* [Data records]
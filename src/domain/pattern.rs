use crate::domain::ThemeError;
use std::fmt;
use std::str::FromStr;

/// Prefix of identifiers that point into the uploaded asset lists.
pub const STORAGE_MARKER: &str = "@storage/";

/// Directory of bundled icon files.
pub const ICON_DIR: &str = "images/icons/";

/// Directory of bundled poster images.
pub const POSTER_DIR: &str = "images/posters/";

const DATA_URL_PREFIX: &str = "data:image/";
const CSS_COLOR_FUNCTIONS: [&str; 4] = ["rgb(", "rgba(", "hsl(", "hsla("];

/// What is painted into one calendar bucket of a chroma theme.
#[derive(Debug, Clone, PartialEq, Eq, Hash)]
pub enum Pattern {
    /// Solid css color, e.g. `#196127` or `hsl(120, 50%, 40%)`.
    Color(String),
    /// Bundled icon file, e.g. `images/icons/flower.png`.
    Icon(String),
    /// Inline image, `data:image/...`.
    DataUrl(String),
    /// Uploaded icon, resolved through the asset library.
    Stored(String),
}

impl Pattern {
    pub fn color(css: impl Into<String>) -> Result<Self, ThemeError> {
        let css = css.into();
        if is_css_color(&css) {
            Ok(Pattern::Color(css))
        } else {
            Err(ThemeError::InvalidPattern(css))
        }
    }

    pub fn as_str(&self) -> &str {
        match self {
            Pattern::Color(s) | Pattern::Icon(s) | Pattern::DataUrl(s) | Pattern::Stored(s) => s,
        }
    }

    /// Kind label used in listings.
    pub fn kind(&self) -> &'static str {
        match self {
            Pattern::Color(_) => "color",
            Pattern::Icon(_) => "icon",
            Pattern::DataUrl(_) => "dataURL",
            Pattern::Stored(_) => "upload",
        }
    }
}

impl FromStr for Pattern {
    type Err = ThemeError;

    fn from_str(s: &str) -> Result<Self, Self::Err> {
        if is_css_color(s) {
            Ok(Pattern::Color(s.to_string()))
        } else if s.starts_with(DATA_URL_PREFIX) {
            Ok(Pattern::DataUrl(s.to_string()))
        } else if s.starts_with(STORAGE_MARKER) && s.len() > STORAGE_MARKER.len() {
            Ok(Pattern::Stored(s.to_string()))
        } else if s.starts_with(ICON_DIR) && s.len() > ICON_DIR.len() {
            Ok(Pattern::Icon(s.to_string()))
        } else {
            Err(ThemeError::InvalidPattern(s.to_string()))
        }
    }
}

impl fmt::Display for Pattern {
    fn fmt(&self, f: &mut fmt::Formatter<'_>) -> fmt::Result {
        f.write_str(self.as_str())
    }
}

/// Image shown by a poster theme.
#[derive(Debug, Clone, PartialEq, Eq, Hash)]
pub enum PosterRef {
    /// Shipped with the extension, resolved to a static url.
    Bundled(String),
    /// Uploaded by the user; kept out of synced storage and looked up lazily.
    Stored(String),
}

impl PosterRef {
    pub fn as_str(&self) -> &str {
        match self {
            PosterRef::Bundled(s) | PosterRef::Stored(s) => s,
        }
    }
}

impl FromStr for PosterRef {
    type Err = ThemeError;

    fn from_str(s: &str) -> Result<Self, Self::Err> {
        if s.starts_with(STORAGE_MARKER) && s.len() > STORAGE_MARKER.len() {
            Ok(PosterRef::Stored(s.to_string()))
        } else if s.starts_with(POSTER_DIR) && s.len() > POSTER_DIR.len() {
            Ok(PosterRef::Bundled(s.to_string()))
        } else {
            Err(ThemeError::InvalidPoster(s.to_string()))
        }
    }
}

impl fmt::Display for PosterRef {
    fn fmt(&self, f: &mut fmt::Formatter<'_>) -> fmt::Result {
        f.write_str(self.as_str())
    }
}

fn is_css_color(s: &str) -> bool {
    if let Some(hex) = s.strip_prefix('#') {
        return matches!(hex.len(), 3 | 4 | 6 | 8) && hex.chars().all(|c| c.is_ascii_hexdigit());
    }

    let lower = s.to_ascii_lowercase();
    CSS_COLOR_FUNCTIONS
        .iter()
        .any(|func| lower.starts_with(func) && lower.ends_with(')'))
}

* [What is required] All records must be transcribed exactly, with none left out.

* [Answer space]
filename src/domain/pattern.rs
use crate::domain::ThemeError;
use std::fmt;
use std::str::FromStr;

/// Prefix of identifiers that point into the uploaded asset lists.
pub const STORAGE_MARKER: &str = "@storage/";

/// Directory of bundled icon files.
pub const ICON_DIR: &str = "images/icons/";

/// Directory of bundled poster images.
pub const POSTER_DIR: &str = "images/posters/";

const DATA_URL_PREFIX: &str = "data:image/";
const CSS_COLOR_FUNCTIONS: [&str; 4] = ["rgb(", "rgba(", "hsl(", "hsla("];

/// What is painted into one calendar bucket of a chroma theme.
#[derive(Debug, Clone, PartialEq, Eq, Hash)]
pub enum Pattern {
    /// Solid css color, e.g. `#196127` or `hsl(120, 50%, 40%)`.
    Color(String),
    /// Bundled icon file, e.g. `images/icons/flower.png`.
    Icon(String),
    /// Inline image, `data:image/...`.
    DataUrl(String),
    /// Uploaded icon, resolved through the asset library.
    Stored(String),
}

impl Pattern {
    pub fn color(css: impl Into<String>) -> Result<Self, ThemeError> {
        let css = css.into();
        if is_css_color(&css) {
            Ok(Pattern::Color(css))
        } else {
            Err(ThemeError::InvalidPattern(css))
        }
    }

    pub fn as_str(&self) -> &str {
        match self {
            Pattern::Color(s) | Pattern::Icon(s) | Pattern::DataUrl(s) | Pattern::Stored(s) => s,
        }
    }

    /// Kind label used in listings.
    pub fn kind(&self) -> &'static str {
        match self {
            Pattern::Color(_) => "color",
            Pattern::Icon(_) => "icon",
            Pattern::DataUrl(_) => "dataURL",
            Pattern::Stored(_) => "upload",
        }
    }
}

impl FromStr for Pattern {
    type Err = ThemeError;

    fn from_str(s: &str) -> Result<Self, Self::Err> {
        if is_css_color(s) {
            Ok(Pattern::Color(s.to_string()))
        } else if s.starts_with(DATA_URL_PREFIX) {
            Ok(Pattern::DataUrl(s.to_string()))
        } else if s.starts_with(STORAGE_MARKER) && s.len() > STORAGE_MARKER.len() {
            Ok(Pattern::Stored(s.to_string()))
        } else if s.starts_with(ICON_DIR) && s.len() > ICON_DIR.len() {
            Ok(Pattern::Icon(s.to_string()))
        } else {
            Err(ThemeError::InvalidPattern(s.to_string()))
        }
    }
}

impl fmt::Display for Pattern {
    fn fmt(&self, f: &mut fmt::Formatter<'_>) -> fmt::Result {
        f.write_str(self.as_str())
    }
}

/// Image shown by a poster theme.
#[derive(Debug, Clone, PartialEq, Eq, Hash)]
pub enum PosterRef {
    /// Shipped with the extension, resolved to a static url.
    Bundled(String),
    /// Uploaded by the user; kept out of synced storage and looked up lazily.
    Stored(String),
}

impl PosterRef {
    pub fn as_str(&self) -> &str {
        match self {
            PosterRef::Bundled(s) | PosterRef::Stored(s) => s,
        }
    }
}

impl FromStr for PosterRef {
    type Err = ThemeError;

    fn from_str(s: &str) -> Result<Self, Self::Err> {
        if s.starts_with(STORAGE_MARKER) && s.len() > STORAGE_MARKER.len() {
            Ok(PosterRef::Stored(s.to_string()))
        } else if s.starts_with(POSTER_DIR) && s.len() > POSTER_DIR.len() {
            Ok(PosterRef::Bundled(s.to_string()))
        } else {
            Err(ThemeError::InvalidPoster(s.to_string()))
        }
    }
}

impl fmt::Display for PosterRef {
    fn fmt(&self, f: &mut fmt::Formatter<'_>) -> fmt::Result {
        f.write_str(self.as_str())
    }
}

fn is_css_color(s: &str) -> bool {
    if let Some(hex) = s.strip_prefix('#') {
        return matches!(hex.len(), 3 | 4 | 6 | 8) && hex.chars().all(|c| c.is_ascii_hexdigit());
    }

    let lower = s.to_ascii_lowercase();
    CSS_COLOR_FUNCTIONS
        .iter()
        .any(|func| lower.starts_with(func) && lower.ends_with(')'))
}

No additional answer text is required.